CHICAGO, Ill. One thousand workers massed in South Chicago, in the “Bush” districts on September 24th, while a committee of one hundred members of the Steel and Metal Workers’ Industrial Union, and the Marine Workers Industrial Union, under the leadership of the Young Communist League, put back the furniture of an evicted family at 8339 Buffalo Ave.

This working class family was thrown out of the home in which they had lived for a number of years, on Monday night, because of inability to meet the mortgage payments to the South Chicago Loan Corporation, whose president is Mr. Ridzewsky. In desperation, the son of the family went on Monday night to the only place where he could get help the headquarters of the working class organizations of South Chicago at 9133 Baltimore Ave.

The Young Communist League immediately took up the case, mobilizing one hundred members of the Steel and Metal Workers Industrial Union and the Marine Workers Industrial Union to fight the eviction. One hour after the appeal for help was made, one thousand workers were on the streets, helping to move the furniture back in the house.

A handful of police arrived to stop the action, but finding a tremendous crowd of workers on the streets, they retired for reinforcements. In the meantime, speakers from the Young Communist League, the Marine Workers Industrial Union, and the Steel and Metal Workers Industrial Union, mounted on benches to explain the role of the bosses in causing evictions, and the role of class-conscious workers in stopping them–while the crowd cheered.

The workers saw–through both words and actions–that the Communists are the friends of all of the working people, and the only group that will defend them against the landlords and agents of the Illinois Steel Corporation in South Chicago.

When the police arrived, one hundred strong, the furniture was already back in the home, and they could not interfere with this victorious mass action.

A mass meeting was called by the Steel and Metal Workers Industrial Union for Friday, Sept. 28th, to discuss this case with the workers of the neighborhood. Because of a pouring rain, only a few workers came to this meeting.

The Daily Calumet, South Chicago local paper and mouthpiece of the Illinois Steel Corporation, pretending to be impartial, played up the weakness of this mass meeting to support the pretended innocence of Mr. Ridzewsky and his South Chicago Loan Corporation.

Mr. Ridzewsky hid behind the loan corporation, pretending that he personally is the friend of the Polish people, and is trying to do everything for them. He said that he had tried to find another home for the evicted family, and that he could not stop this eviction, because the money of the people in the neighborhood was invested in the South Chicago Loan Corporation.

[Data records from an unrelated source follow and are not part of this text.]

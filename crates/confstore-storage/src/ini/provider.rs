//! INI file storage provider.
//!
//! # How an update works (for beginners)
//!
//! Rewriting a whole configuration file would throw away comments, blank
//! lines and sections the application does not know about.  An update
//! instead re-reads the file top to bottom and copies every line through to
//! a fresh temp file, replacing only value lines that belong to a configured
//! key:
//!
//! ```text
//! [Server]          <- known key: remembered as "seen"
//! Port=8080         <- rewritten as Port=<current value>
//! # note            <- copied verbatim
//! [Legacy]          <- unknown key: header and body copied verbatim
//! mode=old
//! ```
//!
//! Positional lines (no `name=`) under a known key are rewritten with the
//! entries of the key's default value, first line first.  Lines beyond the
//! number of stored entries are copied as they are.
//!
//! The temp file then replaces the original in one rename, so a crash leaves
//! either the old file or the new one, never a half-written mix.

use std::collections::HashSet;
use std::fs::{File, OpenOptions};
use std::io::{BufRead, BufReader, Seek, SeekFrom, Write};
use std::path::{Path, PathBuf};

use confstore_core::{ConfigError, ConfigKey, Configuration};
use tracing::{debug, info};

use super::atomic::StagedFile;
use super::line::{classify, indentation, split_terminator, Line, ValueLine};
use super::writer::{write_configuration, write_key};
use crate::error::StorageError;
use crate::format::IniFormat;
use crate::provider::StorageProvider;

/// Stores a [`Configuration`] in a line-oriented INI file.
///
/// The file is opened lazily on first use and released by
/// [`dispose`](StorageProvider::dispose) or on drop.
#[derive(Debug)]
pub struct IniStorageProvider {
    path: PathBuf,
    read_only: bool,
    format: IniFormat,
    file: Option<File>,
    disposed: bool,
}

impl IniStorageProvider {
    /// Creates a provider for `path` using the classic INI format.
    ///
    /// # Errors
    ///
    /// Same as [`with_format`](Self::with_format).
    pub fn open(path: impl AsRef<Path>, read_only: bool) -> Result<Self, StorageError> {
        Self::with_format(path, read_only, IniFormat::default())
    }

    /// Creates a provider for `path` using `format`.
    ///
    /// Nothing is opened yet; a writable provider creates the file on first
    /// use if it does not exist.
    ///
    /// # Errors
    ///
    /// - [`StorageError::InvalidPath`] if the path is empty, does not name a
    ///   file, or contains characters the platform rejects.
    /// - [`StorageError::InvalidOperation`] if `format` is invalid, or if
    ///   `read_only` is set and the file does not exist.
    pub fn with_format(
        path: impl AsRef<Path>,
        read_only: bool,
        format: IniFormat,
    ) -> Result<Self, StorageError> {
        let path = path.as_ref().to_path_buf();
        validate_path(&path)?;
        format.validate()?;
        if read_only && !path.is_file() {
            return Err(StorageError::InvalidOperation(format!(
                "cannot open missing file {} read-only",
                path.display()
            )));
        }

        debug!("INI provider created for {} (read_only={read_only})", path.display());
        Ok(Self {
            path,
            read_only,
            format,
            file: None,
            disposed: false,
        })
    }

    pub fn path(&self) -> &Path {
        &self.path
    }

    pub fn format(&self) -> &IniFormat {
        &self.format
    }

    fn ensure_live(&self) -> Result<(), StorageError> {
        if self.disposed {
            return Err(StorageError::Disposed);
        }
        Ok(())
    }

    fn ensure_writable(&self) -> Result<(), StorageError> {
        self.ensure_live()?;
        if self.read_only {
            return Err(StorageError::ReadOnly(self.path.clone()));
        }
        Ok(())
    }

    /// The backing file, opened on first use.
    fn stream(&mut self) -> Result<&mut File, StorageError> {
        self.ensure_live()?;
        if self.file.is_none() {
            let opened = if self.read_only {
                File::open(&self.path)
            } else {
                OpenOptions::new()
                    .read(true)
                    .write(true)
                    .create(true)
                    .truncate(false)
                    .open(&self.path)
            };
            let file = opened.map_err(|e| StorageError::io(&self.path, e))?;
            debug!("opened {}", self.path.display());
            self.file = Some(file);
        }
        self.file
            .as_mut()
            .ok_or_else(|| StorageError::InvalidOperation("backing file not open".to_string()))
    }

    /// Reads every line from the start of the file, terminators included.
    fn read_lines(&mut self) -> Result<Vec<String>, StorageError> {
        let path = self.path.clone();
        let file = self.stream()?;
        file.seek(SeekFrom::Start(0))
            .map_err(|e| StorageError::io(&path, e))?;

        let mut reader = BufReader::new(file);
        let mut lines = Vec::new();
        loop {
            let mut line = String::new();
            let read = reader
                .read_line(&mut line)
                .map_err(|e| StorageError::io(&path, e))?;
            if read == 0 {
                break;
            }
            lines.push(line);
        }
        Ok(lines)
    }

    /// Swaps a fully written stage over the backing file.
    fn commit(&mut self, staged: StagedFile) -> Result<(), StorageError> {
        // The stream must be released before its file is replaced; the next
        // read reopens the new file.
        self.file = None;
        staged.commit(&self.path)
    }
}

impl StorageProvider for IniStorageProvider {
    fn is_disposed(&self) -> bool {
        self.disposed
    }

    fn is_read_only(&self) -> bool {
        self.read_only
    }

    fn load(&mut self) -> Result<Configuration, StorageError> {
        let lines = self.read_lines()?;
        let mut configuration = Configuration::new();
        let mut current: Option<usize> = None;
        let mut unnamed = 0usize;

        for (number, line) in numbered(&lines) {
            match classify(split_terminator(line).0, &self.format) {
                Line::Ignored => {}
                Line::Section(name) => {
                    let key = ConfigKey::new(name).map_err(at_line(number))?;
                    configuration.push(key).map_err(at_line(number))?;
                    current = Some(configuration.len() - 1);
                }
                Line::Value(value) => {
                    let Some(key) = current.and_then(|i| configuration.get_mut(i)) else {
                        debug!("line {number}: value outside any section ignored");
                        continue;
                    };
                    let added = match value.name {
                        Some(name) => key.add(name, value.literal.to_string(), true),
                        None => {
                            let name = self.format.unnamed(unnamed);
                            unnamed += 1;
                            key.add(name, value.literal.to_string(), false)
                        }
                    };
                    added.map_err(at_line(number))?;
                }
            }
        }

        info!(
            "loaded {} keys from {}",
            configuration.len(),
            self.path.display()
        );
        Ok(configuration)
    }

    fn load_into(&mut self, configuration: &mut Configuration) -> Result<(), StorageError> {
        let lines = self.read_lines()?;
        let mut current: Option<usize> = None;
        let mut reset: HashSet<usize> = HashSet::new();

        for (number, line) in numbered(&lines) {
            match classify(split_terminator(line).0, &self.format) {
                Line::Ignored => {}
                Line::Section(name) => {
                    current = configuration.index_of(name);
                    match current {
                        // Start the positional sequence afresh, once per load.
                        Some(index) if reset.insert(index) => {
                            if let Some(default) =
                                configuration.get_mut(index).and_then(ConfigKey::default_value_mut)
                            {
                                default.reset_value();
                            }
                        }
                        Some(_) => {}
                        None => debug!("line {number}: section [{name}] not in schema, skipped"),
                    }
                }
                Line::Value(value) => {
                    let Some(key) = current.and_then(|i| configuration.get_mut(i)) else {
                        continue;
                    };
                    load_value(key, value).map_err(at_line(number))?;
                }
            }
        }

        info!(
            "loaded {} of {} schema keys from {}",
            reset.len(),
            configuration.len(),
            self.path.display()
        );
        Ok(())
    }

    fn update_with(
        &mut self,
        configuration: &Configuration,
        add_missing_keys: bool,
    ) -> Result<(), StorageError> {
        self.ensure_writable()?;
        let lines = self.read_lines()?;
        let separator = self.format.separator;
        let mut staged = StagedFile::create(&self.path, self.format.temp_dir.as_deref())?;

        let mut seen = vec![false; configuration.len()];
        // Positional lines are counted per key across repeated headers, as on load.
        let mut cursors = vec![0usize; configuration.len()];
        let mut section: Option<(usize, Section<'_>)> = None;
        let mut rewritten = 0usize;

        for line in &lines {
            let (content, terminator) = split_terminator(line);
            let replacement = match classify(content, &self.format) {
                Line::Ignored => None,
                Line::Section(name) => {
                    section = configuration.index_of(name).map(|index| {
                        seen[index] = true;
                        (index, Section::enter(&configuration[index]))
                    });
                    None
                }
                Line::Value(value) => section
                    .as_ref()
                    .and_then(|(index, s)| s.replacement(value, separator, &mut cursors[*index])),
            };

            let written = match replacement {
                Some(text) => {
                    rewritten += 1;
                    write!(staged, "{}{text}{terminator}", indentation(content))
                }
                None => staged.write_all(line.as_bytes()),
            };
            written.map_err(|e| StorageError::io(staged.path(), e))?;
        }

        let mut appended = 0usize;
        if add_missing_keys {
            for (key, _) in configuration.iter().zip(&seen).filter(|(_, seen)| !**seen) {
                write_key(&mut staged, key, separator)
                    .map_err(|e| StorageError::io(staged.path(), e))?;
                appended += 1;
            }
        }

        self.commit(staged)?;
        info!(
            "updated {}: {rewritten} lines rewritten, {appended} keys appended",
            self.path.display()
        );
        Ok(())
    }

    fn save(&mut self, configuration: &Configuration) -> Result<(), StorageError> {
        self.ensure_writable()?;
        let mut staged = StagedFile::create(&self.path, self.format.temp_dir.as_deref())?;
        write_configuration(&mut staged, configuration, self.format.separator)
            .map_err(|e| StorageError::io(staged.path(), e))?;

        self.commit(staged)?;
        info!(
            "saved {} keys to {}",
            configuration.len(),
            self.path.display()
        );
        Ok(())
    }

    fn dispose(&mut self) {
        if self.disposed {
            return;
        }
        self.file = None;
        self.disposed = true;
        debug!("INI provider for {} disposed", self.path.display());
    }
}

impl Drop for IniStorageProvider {
    fn drop(&mut self) {
        self.dispose();
    }
}

// ── Update helpers ────────────────────────────────────────────────────────────

/// A configured key whose section is being rewritten.
struct Section<'a> {
    key: &'a ConfigKey,
    entries: Vec<Option<String>>,
}

impl<'a> Section<'a> {
    fn enter(key: &'a ConfigKey) -> Self {
        let entries = key
            .default_value()
            .map(|value| value.stored_strings())
            .unwrap_or_default();
        Self { key, entries }
    }

    /// Text replacing a value line, without indentation or terminator.
    /// `None` keeps the line as it is.  `cursor` is the key's positional
    /// line count so far and advances on every positional line.
    fn replacement(&self, value: ValueLine<'_>, separator: char, cursor: &mut usize) -> Option<String> {
        match value.name {
            Some(name) => {
                let stored = self.key.value(name)?;
                let literal = stored.primary_string().unwrap_or_default();
                Some(format!("{name}{separator}{literal}"))
            }
            None => {
                let index = *cursor;
                *cursor += 1;
                self.entries
                    .get(index)
                    .map(|entry| entry.clone().unwrap_or_default())
            }
        }
    }
}

// ── Load helpers ──────────────────────────────────────────────────────────────

/// Routes one value line into a schema key.
fn load_value(key: &mut ConfigKey, value: ValueLine<'_>) -> Result<(), ConfigError> {
    match value.name {
        None => match key.default_value_mut() {
            Some(default) => default.add_parsed_string(value.literal),
            None => {
                debug!("positional line in [{}] has no default value, ignored", key.name());
                Ok(())
            }
        },
        Some(name) => match key.value_mut(name) {
            Some(target) => target.parse_string(value.literal),
            None => {
                debug!("value '{name}' not in schema key [{}], ignored", key.name());
                Ok(())
            }
        },
    }
}

fn numbered(lines: &[String]) -> impl Iterator<Item = (usize, &str)> {
    lines.iter().enumerate().map(|(i, line)| (i + 1, line.as_str()))
}

fn at_line(line: usize) -> impl FnOnce(ConfigError) -> StorageError {
    move |source| StorageError::Line { line, source }
}

// ── Path validation ───────────────────────────────────────────────────────────

#[cfg(windows)]
const INVALID_PATH_CHARS: &[char] = &['<', '>', '"', '|'];
#[cfg(windows)]
const INVALID_FILE_NAME_CHARS: &[char] = &['<', '>', ':', '"', '/', '\\', '|', '?', '*'];
#[cfg(not(windows))]
const INVALID_PATH_CHARS: &[char] = &[];
#[cfg(not(windows))]
const INVALID_FILE_NAME_CHARS: &[char] = &['/'];

fn validate_path(path: &Path) -> Result<(), StorageError> {
    let invalid = |reason: &str| StorageError::InvalidPath {
        path: path.to_path_buf(),
        reason: reason.to_string(),
    };

    let text = path.to_string_lossy();
    if text.trim().is_empty() {
        return Err(invalid("path is empty"));
    }
    if text.chars().any(|c| c == '\0' || INVALID_PATH_CHARS.contains(&c)) {
        return Err(invalid("path contains an invalid character"));
    }
    let file_name = path
        .file_name()
        .ok_or_else(|| invalid("path does not name a file"))?
        .to_string_lossy();
    if file_name
        .chars()
        .any(|c| c.is_control() || INVALID_FILE_NAME_CHARS.contains(&c))
    {
        return Err(invalid("file name contains an invalid character"));
    }
    Ok(())
}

The Young Worker was produced by the Young Workers League of America beginning in 1922. The name of the Workers Party youth league followed the name of the adult party, changing to the Young Workers (Communist) League when the Workers Party became the Workers (Communist) Party in 1926. The journal was published monthly in Chicago and continued until 1927 when it moved to New York City and remained in print until 1937. Editors included Oliver Carlson, Martin Abern, Max Schachtman, Nat Kaplan, and Harry Gannes.